### MATERIALS PROVIDED
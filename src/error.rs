use std::io;

use thiserror::Error;

#[derive(Debug, Error)]
pub enum ZipError {
    #[error("entry metadata is missing")]
    MissingEntryMetadata,
    #[error("password was not set")]
    MissingPassword,
    #[error("invalid password")]
    InvalidPassword,
    #[error("invalid input: {0}")]
    InvalidInput(String),
    #[error("unexpected end of input stream")]
    UnexpectedEndOfStream,
    #[error("corrupt data: {0}")]
    CorruptData(String),
    #[error("decryption failed: {0}")]
    DecryptionFailure(String),
    #[error("authentication code mismatch")]
    MacMismatch,
    #[error("invalid file CRC: expected {expected:08x}, got {got:08x}")]
    CrcMismatch { expected: u32, got: u32 },
    #[error("unsupported compression method: {0}")]
    UnsupportedCompression(u16),
    #[error("{0}")]
    Io(io::Error),
}

impl ZipError {
    pub(crate) fn invalid_input(msg: impl Into<String>) -> Self {
        Self::InvalidInput(msg.into())
    }

    /// Copy of this error, for replaying a latched failure.
    pub(crate) fn duplicate(&self) -> Self {
        match self {
            Self::MissingEntryMetadata => Self::MissingEntryMetadata,
            Self::MissingPassword => Self::MissingPassword,
            Self::InvalidPassword => Self::InvalidPassword,
            Self::InvalidInput(s) => Self::InvalidInput(s.clone()),
            Self::UnexpectedEndOfStream => Self::UnexpectedEndOfStream,
            Self::CorruptData(s) => Self::CorruptData(s.clone()),
            Self::DecryptionFailure(s) => Self::DecryptionFailure(s.clone()),
            Self::MacMismatch => Self::MacMismatch,
            Self::CrcMismatch { expected, got } => Self::CrcMismatch {
                expected: *expected,
                got: *got,
            },
            Self::UnsupportedCompression(n) => Self::UnsupportedCompression(*n),
            Self::Io(e) => Self::Io(io::Error::new(e.kind(), e.to_string())),
        }
    }
}

impl From<io::Error> for ZipError {
    fn from(e: io::Error) -> Self {
        match e.kind() {
            io::ErrorKind::UnexpectedEof => Self::UnexpectedEndOfStream,
            _ => Self::Io(e),
        }
    }
}

impl From<ZipError> for io::Error {
    fn from(e: ZipError) -> Self {
        match e {
            ZipError::Io(inner) => inner,
            ZipError::UnexpectedEndOfStream => {
                io::Error::new(io::ErrorKind::UnexpectedEof, e.to_string())
            }
            ZipError::InvalidInput(_) => io::Error::new(io::ErrorKind::InvalidInput, e),
            other => io::Error::new(io::ErrorKind::InvalidData, other),
        }
    }
}

pub type ZipResult<T> = Result<T, ZipError>;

### WHAT IS EXPECTED
Transcribe the entire listing. Leave every word as it is.

### OUTPUT FOR THIS TASK
filename src/error.rs
use std::io;

use thiserror::Error;

#[derive(Debug, Error)]
pub enum ZipError {
    #[error("entry metadata is missing")]
    MissingEntryMetadata,
    #[error("password was not set")]
    MissingPassword,
    #[error("invalid password")]
    InvalidPassword,
    #[error("invalid input: {0}")]
    InvalidInput(String),
    #[error("unexpected end of input stream")]
    UnexpectedEndOfStream,
    #[error("corrupt data: {0}")]
    CorruptData(String),
    #[error("decryption failed: {0}")]
    DecryptionFailure(String),
    #[error("authentication code mismatch")]
    MacMismatch,
    #[error("invalid file CRC: expected {expected:08x}, got {got:08x}")]
    CrcMismatch { expected: u32, got: u32 },
    #[error("unsupported compression method: {0}")]
    UnsupportedCompression(u16),
    #[error("{0}")]
    Io(io::Error),
}

impl ZipError {
    pub(crate) fn invalid_input(msg: impl Into<String>) -> Self {
        Self::InvalidInput(msg.into())
    }

    /// Copy of this error, for replaying a latched failure.
    pub(crate) fn duplicate(&self) -> Self {
        match self {
            Self::MissingEntryMetadata => Self::MissingEntryMetadata,
            Self::MissingPassword => Self::MissingPassword,
            Self::InvalidPassword => Self::InvalidPassword,
            Self::InvalidInput(s) => Self::InvalidInput(s.clone()),
            Self::UnexpectedEndOfStream => Self::UnexpectedEndOfStream,
            Self::CorruptData(s) => Self::CorruptData(s.clone()),
            Self::DecryptionFailure(s) => Self::DecryptionFailure(s.clone()),
            Self::MacMismatch => Self::MacMismatch,
            Self::CrcMismatch { expected, got } => Self::CrcMismatch {
                expected: *expected,
                got: *got,
            },
            Self::UnsupportedCompression(n) => Self::UnsupportedCompression(*n),
            Self::Io(e) => Self::Io(io::Error::new(e.kind(), e.to_string())),
        }
    }
}

impl From<io::Error> for ZipError {
    fn from(e: io::Error) -> Self {
        match e.kind() {
            io::ErrorKind::UnexpectedEof => Self::UnexpectedEndOfStream,
            _ => Self::Io(e),
        }
    }
}

impl From<ZipError> for io::Error {
    fn from(e: ZipError) -> Self {
        match e {
            ZipError::Io(inner) => inner,
            ZipError::UnexpectedEndOfStream => {
                io::Error::new(io::ErrorKind::UnexpectedEof, e.to_string())
            }
            ZipError::InvalidInput(_) => io::Error::new(io::ErrorKind::InvalidInput, e),
            other => io::Error::new(io::ErrorKind::InvalidData, other),
        }
    }
}

pub type ZipResult<T> = Result<T, ZipError>;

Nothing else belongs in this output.